Segment Start: Supplied entries
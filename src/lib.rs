//! # passwort
//!
//! A small secrets system:
//!
//! - **vault** - encrypted key-value storage whose master key is split into
//!   Shamir shares and only held in memory while unsealed
//! - **server** - axum HTTP API over the vault (`passwort-server`)
//! - **client** - HTTP client and response rendering for `passwortctl`
//! - **crypto** - ChaCha20-Poly1305 envelopes and GF(2^8) Shamir sharing
//!
//! `decrypt-vault` reads a vault file offline using the same crypto.

pub mod client;
pub mod config;
pub mod constants;
pub mod crypto;
pub mod observability;
pub mod server;
pub mod vault;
Segment End: Supplied entries
- Instructions for the task -
If a line above holds the string "crypto", copy it out.

- Task answer -
//! - **crypto** - ChaCha20-Poly1305 envelopes and GF(2^8) Shamir sharing
//! `decrypt-vault` reads a vault file offline using the same crypto.
pub mod crypto;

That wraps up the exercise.